# [Task item]
Find the word "global" in the records below. List each line containing it.

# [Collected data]
------------------------------------------------

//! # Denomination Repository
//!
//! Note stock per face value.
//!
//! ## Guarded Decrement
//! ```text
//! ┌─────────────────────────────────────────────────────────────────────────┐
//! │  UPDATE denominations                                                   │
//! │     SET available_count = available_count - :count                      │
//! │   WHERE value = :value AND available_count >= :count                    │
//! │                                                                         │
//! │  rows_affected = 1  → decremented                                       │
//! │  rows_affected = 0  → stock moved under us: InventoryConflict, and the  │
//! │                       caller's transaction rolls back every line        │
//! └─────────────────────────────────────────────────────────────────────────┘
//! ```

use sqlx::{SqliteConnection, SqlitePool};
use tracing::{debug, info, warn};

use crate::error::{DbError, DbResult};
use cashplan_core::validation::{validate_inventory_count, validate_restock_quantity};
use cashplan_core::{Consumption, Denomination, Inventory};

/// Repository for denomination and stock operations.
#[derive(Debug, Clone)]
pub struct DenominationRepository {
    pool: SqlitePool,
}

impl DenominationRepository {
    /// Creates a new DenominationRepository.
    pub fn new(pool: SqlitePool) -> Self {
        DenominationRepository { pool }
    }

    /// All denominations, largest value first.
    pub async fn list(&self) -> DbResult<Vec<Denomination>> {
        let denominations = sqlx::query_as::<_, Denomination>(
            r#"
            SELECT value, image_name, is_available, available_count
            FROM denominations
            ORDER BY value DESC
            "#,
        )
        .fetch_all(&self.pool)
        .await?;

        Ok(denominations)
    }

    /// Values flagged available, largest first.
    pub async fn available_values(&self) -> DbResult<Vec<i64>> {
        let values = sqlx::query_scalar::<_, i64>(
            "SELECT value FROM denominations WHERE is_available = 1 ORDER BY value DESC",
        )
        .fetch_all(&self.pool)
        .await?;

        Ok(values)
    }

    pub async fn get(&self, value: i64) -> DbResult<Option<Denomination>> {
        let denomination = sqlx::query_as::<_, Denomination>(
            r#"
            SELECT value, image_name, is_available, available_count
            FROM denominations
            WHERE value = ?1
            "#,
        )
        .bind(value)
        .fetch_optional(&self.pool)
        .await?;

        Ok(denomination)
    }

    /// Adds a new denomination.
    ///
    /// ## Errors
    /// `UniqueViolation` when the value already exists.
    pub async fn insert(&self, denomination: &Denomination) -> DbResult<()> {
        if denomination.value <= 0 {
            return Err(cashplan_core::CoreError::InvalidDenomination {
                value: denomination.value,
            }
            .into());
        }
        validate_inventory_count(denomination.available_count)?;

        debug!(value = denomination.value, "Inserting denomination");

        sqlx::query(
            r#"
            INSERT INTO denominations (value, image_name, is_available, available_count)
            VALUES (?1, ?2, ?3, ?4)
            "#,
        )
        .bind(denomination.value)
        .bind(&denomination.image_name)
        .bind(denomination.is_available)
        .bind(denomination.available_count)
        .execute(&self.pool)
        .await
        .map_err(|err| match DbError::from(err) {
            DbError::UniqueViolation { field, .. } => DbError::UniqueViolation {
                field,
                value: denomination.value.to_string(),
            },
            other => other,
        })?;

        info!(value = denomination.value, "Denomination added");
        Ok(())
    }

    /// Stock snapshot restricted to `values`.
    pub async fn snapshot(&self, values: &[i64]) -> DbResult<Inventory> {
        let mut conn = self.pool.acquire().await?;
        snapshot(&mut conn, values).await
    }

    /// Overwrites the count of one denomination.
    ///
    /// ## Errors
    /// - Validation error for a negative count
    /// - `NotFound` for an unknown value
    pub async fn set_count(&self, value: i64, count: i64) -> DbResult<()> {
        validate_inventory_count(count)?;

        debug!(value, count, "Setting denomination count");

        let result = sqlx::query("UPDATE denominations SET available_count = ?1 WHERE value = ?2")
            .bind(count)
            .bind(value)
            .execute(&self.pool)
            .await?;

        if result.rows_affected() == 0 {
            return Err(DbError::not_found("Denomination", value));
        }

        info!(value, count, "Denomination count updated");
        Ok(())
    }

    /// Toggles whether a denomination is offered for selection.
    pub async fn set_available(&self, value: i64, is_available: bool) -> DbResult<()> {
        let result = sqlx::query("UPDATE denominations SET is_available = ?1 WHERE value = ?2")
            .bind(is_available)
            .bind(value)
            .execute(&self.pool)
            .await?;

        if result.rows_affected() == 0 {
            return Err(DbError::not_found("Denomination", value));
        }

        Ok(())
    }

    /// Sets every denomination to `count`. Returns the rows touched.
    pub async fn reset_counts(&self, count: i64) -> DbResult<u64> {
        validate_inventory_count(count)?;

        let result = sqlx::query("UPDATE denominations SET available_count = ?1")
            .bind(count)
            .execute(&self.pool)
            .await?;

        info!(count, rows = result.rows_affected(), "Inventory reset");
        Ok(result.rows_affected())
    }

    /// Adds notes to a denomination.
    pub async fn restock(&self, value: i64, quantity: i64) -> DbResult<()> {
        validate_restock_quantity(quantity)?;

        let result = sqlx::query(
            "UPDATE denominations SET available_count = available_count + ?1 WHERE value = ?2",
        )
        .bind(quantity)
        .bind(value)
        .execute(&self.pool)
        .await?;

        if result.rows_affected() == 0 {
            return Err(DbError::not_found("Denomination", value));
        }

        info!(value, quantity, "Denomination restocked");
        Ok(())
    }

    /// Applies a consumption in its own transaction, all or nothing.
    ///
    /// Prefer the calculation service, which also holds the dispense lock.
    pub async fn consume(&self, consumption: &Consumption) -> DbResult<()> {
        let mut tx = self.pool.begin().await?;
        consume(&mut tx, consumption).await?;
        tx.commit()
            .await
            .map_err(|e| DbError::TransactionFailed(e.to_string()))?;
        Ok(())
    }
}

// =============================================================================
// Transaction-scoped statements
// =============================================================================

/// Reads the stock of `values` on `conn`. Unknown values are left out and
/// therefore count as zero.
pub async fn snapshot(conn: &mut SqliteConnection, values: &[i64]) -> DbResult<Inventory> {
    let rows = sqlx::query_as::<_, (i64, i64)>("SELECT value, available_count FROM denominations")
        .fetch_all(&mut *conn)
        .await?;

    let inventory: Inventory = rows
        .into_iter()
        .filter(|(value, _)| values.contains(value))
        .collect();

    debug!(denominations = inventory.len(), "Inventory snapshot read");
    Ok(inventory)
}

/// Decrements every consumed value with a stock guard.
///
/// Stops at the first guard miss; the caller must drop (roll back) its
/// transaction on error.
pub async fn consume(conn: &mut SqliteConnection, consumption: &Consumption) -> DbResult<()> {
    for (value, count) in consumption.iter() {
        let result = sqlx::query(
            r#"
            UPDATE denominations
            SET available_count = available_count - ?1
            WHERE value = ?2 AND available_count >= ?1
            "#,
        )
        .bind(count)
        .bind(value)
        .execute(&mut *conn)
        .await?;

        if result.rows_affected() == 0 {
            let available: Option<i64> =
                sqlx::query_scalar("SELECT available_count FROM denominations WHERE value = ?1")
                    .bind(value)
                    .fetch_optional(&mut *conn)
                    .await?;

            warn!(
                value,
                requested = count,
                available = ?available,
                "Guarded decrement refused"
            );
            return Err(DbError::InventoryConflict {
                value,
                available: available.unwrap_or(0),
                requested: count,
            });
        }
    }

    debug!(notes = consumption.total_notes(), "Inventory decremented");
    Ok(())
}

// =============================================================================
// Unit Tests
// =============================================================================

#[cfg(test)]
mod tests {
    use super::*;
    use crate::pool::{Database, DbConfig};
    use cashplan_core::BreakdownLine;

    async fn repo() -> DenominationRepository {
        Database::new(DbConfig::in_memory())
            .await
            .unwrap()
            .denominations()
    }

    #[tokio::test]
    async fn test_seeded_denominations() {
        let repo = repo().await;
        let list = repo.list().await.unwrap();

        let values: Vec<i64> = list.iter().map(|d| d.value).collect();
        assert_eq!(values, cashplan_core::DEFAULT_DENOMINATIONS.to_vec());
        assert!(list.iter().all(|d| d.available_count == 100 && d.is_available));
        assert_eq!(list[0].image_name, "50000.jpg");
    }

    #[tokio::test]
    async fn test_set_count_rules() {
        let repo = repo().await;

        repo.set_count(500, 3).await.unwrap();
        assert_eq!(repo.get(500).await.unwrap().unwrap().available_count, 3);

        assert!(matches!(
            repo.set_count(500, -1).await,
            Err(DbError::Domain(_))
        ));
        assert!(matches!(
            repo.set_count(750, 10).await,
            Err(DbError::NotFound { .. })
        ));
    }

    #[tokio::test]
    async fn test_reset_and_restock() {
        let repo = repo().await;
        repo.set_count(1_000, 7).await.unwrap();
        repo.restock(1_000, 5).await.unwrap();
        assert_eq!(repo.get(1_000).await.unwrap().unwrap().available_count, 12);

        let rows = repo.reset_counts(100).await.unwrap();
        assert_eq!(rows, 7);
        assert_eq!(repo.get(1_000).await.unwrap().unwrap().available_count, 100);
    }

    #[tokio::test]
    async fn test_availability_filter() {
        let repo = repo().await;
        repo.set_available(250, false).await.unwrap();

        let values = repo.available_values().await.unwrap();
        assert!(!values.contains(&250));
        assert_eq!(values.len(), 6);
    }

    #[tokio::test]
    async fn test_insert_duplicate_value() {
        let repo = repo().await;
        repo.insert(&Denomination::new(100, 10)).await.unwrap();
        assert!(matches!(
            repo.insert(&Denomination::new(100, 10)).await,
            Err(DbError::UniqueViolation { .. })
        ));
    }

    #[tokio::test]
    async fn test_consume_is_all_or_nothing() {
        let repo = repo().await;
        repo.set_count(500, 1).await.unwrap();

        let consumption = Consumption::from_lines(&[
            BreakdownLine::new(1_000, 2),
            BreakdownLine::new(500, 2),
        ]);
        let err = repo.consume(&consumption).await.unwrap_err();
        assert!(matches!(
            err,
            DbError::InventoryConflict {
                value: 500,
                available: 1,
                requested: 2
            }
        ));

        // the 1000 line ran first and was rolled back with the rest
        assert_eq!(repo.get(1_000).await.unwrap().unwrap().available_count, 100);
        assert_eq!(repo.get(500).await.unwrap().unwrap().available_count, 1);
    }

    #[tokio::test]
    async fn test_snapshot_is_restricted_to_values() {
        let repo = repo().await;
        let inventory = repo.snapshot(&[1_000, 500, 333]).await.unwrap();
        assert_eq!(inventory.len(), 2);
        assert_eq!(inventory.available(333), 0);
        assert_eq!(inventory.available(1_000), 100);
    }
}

------------------------------------------------

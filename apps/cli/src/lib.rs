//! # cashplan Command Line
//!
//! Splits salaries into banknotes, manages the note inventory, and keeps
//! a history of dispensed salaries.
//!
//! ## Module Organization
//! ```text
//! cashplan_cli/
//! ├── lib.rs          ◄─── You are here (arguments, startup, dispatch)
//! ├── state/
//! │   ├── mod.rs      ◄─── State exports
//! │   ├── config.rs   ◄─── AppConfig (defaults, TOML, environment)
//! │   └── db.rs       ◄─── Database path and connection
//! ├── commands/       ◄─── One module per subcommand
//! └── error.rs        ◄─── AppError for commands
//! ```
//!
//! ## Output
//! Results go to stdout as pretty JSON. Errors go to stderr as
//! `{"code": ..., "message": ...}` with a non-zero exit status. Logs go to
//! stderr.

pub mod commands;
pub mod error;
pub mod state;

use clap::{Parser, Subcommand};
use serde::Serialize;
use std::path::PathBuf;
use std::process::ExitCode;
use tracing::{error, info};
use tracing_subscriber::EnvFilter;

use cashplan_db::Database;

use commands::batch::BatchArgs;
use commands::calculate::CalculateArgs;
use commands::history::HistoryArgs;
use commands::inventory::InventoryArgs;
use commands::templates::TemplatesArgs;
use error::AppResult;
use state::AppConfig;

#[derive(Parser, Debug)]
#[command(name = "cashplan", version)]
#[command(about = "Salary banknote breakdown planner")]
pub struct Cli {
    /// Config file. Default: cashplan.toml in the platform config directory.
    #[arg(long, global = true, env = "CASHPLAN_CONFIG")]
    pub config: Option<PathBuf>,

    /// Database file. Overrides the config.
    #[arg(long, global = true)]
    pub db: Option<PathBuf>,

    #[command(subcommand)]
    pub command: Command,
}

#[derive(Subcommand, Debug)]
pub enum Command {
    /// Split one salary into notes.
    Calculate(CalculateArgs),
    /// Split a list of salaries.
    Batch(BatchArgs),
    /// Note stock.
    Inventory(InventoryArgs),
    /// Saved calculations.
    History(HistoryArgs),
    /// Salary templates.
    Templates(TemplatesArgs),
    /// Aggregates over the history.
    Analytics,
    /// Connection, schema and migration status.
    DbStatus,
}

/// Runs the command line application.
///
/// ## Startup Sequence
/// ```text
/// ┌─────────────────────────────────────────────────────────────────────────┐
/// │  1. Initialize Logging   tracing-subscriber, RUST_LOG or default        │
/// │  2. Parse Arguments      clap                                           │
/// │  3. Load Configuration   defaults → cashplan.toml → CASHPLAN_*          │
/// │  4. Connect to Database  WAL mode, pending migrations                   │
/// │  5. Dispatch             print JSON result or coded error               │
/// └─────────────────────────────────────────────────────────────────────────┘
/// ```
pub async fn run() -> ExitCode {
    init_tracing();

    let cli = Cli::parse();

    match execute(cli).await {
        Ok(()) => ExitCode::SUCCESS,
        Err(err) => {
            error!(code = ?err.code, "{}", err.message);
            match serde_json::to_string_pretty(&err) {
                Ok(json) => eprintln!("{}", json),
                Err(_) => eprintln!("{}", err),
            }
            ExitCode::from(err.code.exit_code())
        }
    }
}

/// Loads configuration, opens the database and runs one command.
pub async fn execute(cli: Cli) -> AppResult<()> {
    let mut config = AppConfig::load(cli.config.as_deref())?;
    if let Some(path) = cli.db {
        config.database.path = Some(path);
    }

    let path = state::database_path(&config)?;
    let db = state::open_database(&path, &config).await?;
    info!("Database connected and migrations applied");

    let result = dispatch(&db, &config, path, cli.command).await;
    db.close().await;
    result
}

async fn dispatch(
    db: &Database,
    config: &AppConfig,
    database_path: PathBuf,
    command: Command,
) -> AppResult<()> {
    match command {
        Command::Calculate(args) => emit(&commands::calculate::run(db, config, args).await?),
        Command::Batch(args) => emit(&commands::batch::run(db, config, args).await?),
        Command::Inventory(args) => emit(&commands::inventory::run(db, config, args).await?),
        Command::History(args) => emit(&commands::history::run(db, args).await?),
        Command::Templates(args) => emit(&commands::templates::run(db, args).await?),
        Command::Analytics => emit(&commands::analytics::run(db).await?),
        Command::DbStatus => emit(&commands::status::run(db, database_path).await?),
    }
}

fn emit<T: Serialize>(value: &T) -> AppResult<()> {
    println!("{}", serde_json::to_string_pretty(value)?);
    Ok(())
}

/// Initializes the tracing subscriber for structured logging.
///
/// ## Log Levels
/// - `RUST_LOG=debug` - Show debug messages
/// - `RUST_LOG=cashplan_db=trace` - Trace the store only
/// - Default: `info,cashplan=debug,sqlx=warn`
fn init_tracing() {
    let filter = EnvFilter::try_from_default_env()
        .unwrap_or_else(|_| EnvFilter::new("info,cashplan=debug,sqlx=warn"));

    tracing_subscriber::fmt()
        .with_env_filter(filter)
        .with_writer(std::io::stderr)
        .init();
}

------------------------------------------------

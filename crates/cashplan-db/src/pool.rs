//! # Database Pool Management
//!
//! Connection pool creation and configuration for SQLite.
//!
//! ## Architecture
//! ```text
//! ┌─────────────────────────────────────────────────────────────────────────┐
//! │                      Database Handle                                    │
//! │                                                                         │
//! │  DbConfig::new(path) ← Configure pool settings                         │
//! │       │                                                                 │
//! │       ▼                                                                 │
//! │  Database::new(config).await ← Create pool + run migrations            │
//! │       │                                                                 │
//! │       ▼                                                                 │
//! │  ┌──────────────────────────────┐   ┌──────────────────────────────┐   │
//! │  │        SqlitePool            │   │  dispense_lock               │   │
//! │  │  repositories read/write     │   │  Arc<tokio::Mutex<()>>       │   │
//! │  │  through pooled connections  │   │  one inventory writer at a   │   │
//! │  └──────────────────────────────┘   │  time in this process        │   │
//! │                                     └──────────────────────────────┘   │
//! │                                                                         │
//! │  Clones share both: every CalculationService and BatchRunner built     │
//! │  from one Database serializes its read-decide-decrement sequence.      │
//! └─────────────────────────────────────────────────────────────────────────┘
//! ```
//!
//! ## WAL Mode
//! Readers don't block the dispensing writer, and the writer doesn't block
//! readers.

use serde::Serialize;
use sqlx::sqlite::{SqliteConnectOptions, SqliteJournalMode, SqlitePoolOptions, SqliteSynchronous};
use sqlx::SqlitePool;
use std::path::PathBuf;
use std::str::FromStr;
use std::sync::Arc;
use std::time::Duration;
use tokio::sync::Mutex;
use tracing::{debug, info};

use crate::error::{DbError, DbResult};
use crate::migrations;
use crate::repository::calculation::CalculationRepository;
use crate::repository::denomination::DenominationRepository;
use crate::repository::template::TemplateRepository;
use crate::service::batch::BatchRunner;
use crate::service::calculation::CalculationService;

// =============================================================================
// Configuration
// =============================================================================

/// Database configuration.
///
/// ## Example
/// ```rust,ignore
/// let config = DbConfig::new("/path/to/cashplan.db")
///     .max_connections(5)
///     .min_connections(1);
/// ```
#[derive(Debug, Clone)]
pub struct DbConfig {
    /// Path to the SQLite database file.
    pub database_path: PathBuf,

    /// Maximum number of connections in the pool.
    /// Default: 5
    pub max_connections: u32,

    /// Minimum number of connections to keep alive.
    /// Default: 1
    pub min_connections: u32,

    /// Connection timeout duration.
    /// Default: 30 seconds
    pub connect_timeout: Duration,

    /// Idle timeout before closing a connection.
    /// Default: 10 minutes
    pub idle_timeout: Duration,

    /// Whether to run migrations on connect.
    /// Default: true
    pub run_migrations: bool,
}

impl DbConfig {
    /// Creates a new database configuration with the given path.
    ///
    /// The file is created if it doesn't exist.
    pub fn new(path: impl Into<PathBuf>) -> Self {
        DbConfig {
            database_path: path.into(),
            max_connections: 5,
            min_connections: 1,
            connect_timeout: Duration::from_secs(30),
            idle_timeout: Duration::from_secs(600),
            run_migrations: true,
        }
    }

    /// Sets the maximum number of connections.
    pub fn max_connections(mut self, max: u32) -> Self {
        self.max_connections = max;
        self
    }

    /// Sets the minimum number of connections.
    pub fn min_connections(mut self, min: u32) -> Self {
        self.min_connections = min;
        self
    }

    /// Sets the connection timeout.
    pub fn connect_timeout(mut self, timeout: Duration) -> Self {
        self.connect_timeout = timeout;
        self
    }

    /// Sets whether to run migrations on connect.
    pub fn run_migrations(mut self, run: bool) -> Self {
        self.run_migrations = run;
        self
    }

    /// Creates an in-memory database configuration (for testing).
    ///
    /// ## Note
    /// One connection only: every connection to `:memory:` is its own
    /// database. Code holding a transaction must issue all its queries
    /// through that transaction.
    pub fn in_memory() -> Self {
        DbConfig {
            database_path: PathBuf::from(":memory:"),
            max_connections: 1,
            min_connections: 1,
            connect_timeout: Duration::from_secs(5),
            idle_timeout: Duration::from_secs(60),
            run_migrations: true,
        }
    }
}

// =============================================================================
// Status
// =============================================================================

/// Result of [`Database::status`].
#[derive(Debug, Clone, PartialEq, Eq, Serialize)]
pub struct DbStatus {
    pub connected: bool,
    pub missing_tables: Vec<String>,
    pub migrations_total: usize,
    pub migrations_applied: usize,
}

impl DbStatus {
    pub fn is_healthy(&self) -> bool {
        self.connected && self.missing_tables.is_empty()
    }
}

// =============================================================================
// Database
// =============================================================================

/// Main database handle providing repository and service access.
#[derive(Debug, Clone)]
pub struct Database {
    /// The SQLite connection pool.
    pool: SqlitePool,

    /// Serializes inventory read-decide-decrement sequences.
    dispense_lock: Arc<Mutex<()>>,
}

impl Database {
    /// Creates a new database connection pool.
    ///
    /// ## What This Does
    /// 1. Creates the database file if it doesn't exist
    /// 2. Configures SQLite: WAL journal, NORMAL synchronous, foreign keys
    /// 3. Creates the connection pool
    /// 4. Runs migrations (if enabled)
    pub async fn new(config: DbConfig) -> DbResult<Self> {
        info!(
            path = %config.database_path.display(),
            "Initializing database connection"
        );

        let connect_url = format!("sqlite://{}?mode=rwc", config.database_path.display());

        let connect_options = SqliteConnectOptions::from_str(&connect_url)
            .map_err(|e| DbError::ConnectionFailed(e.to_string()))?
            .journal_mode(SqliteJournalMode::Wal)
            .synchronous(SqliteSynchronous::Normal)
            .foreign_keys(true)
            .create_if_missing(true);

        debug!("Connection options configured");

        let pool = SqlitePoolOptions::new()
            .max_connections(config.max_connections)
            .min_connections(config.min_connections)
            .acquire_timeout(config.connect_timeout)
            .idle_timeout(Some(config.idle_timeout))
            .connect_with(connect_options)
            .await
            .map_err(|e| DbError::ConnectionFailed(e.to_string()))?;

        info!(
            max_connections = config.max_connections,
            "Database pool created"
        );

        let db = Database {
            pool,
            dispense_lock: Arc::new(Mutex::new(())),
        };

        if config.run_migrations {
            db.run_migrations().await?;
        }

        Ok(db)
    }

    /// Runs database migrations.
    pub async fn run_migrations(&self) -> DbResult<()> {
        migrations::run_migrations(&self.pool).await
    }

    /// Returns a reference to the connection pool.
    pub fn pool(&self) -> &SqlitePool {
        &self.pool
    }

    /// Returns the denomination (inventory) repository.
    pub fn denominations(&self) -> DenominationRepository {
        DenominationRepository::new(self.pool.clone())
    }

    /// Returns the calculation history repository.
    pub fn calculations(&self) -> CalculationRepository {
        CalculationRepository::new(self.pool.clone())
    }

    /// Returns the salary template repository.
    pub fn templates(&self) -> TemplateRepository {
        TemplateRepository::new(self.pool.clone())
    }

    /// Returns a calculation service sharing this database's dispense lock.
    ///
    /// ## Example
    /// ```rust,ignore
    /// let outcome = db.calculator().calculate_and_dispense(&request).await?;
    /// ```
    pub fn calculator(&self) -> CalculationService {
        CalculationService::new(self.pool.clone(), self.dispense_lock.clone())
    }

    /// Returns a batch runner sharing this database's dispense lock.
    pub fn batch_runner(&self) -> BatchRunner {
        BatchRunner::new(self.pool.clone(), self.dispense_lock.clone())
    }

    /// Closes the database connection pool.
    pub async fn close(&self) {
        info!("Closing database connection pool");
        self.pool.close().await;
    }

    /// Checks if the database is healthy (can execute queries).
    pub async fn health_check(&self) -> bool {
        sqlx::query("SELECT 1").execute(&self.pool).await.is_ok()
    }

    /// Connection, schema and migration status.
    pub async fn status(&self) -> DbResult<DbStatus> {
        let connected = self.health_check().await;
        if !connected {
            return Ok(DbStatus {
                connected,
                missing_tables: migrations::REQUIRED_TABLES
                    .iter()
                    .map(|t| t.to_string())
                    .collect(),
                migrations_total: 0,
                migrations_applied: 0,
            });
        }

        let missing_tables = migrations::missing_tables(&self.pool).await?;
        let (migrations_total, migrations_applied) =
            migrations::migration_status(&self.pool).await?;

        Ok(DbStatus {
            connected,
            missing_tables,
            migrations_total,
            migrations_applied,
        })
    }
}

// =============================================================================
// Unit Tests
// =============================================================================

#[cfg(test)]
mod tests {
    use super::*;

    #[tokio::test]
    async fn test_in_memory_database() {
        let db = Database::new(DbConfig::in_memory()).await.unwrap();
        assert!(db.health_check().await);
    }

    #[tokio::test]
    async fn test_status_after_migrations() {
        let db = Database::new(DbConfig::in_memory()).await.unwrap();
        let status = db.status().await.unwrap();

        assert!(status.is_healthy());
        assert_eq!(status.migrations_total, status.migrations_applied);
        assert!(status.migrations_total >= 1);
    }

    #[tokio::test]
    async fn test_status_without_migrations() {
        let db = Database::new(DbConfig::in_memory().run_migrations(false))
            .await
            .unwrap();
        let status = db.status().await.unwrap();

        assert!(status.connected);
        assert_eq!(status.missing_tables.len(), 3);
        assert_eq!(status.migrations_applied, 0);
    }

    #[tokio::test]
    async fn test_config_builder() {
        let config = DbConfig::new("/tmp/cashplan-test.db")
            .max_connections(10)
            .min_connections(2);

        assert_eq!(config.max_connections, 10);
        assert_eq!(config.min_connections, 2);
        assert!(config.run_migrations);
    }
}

------------------------------------------------

# [Exercise solution]
    #[arg(long, global = true, env = "CASHPLAN_CONFIG")]
    #[arg(long, global = true)]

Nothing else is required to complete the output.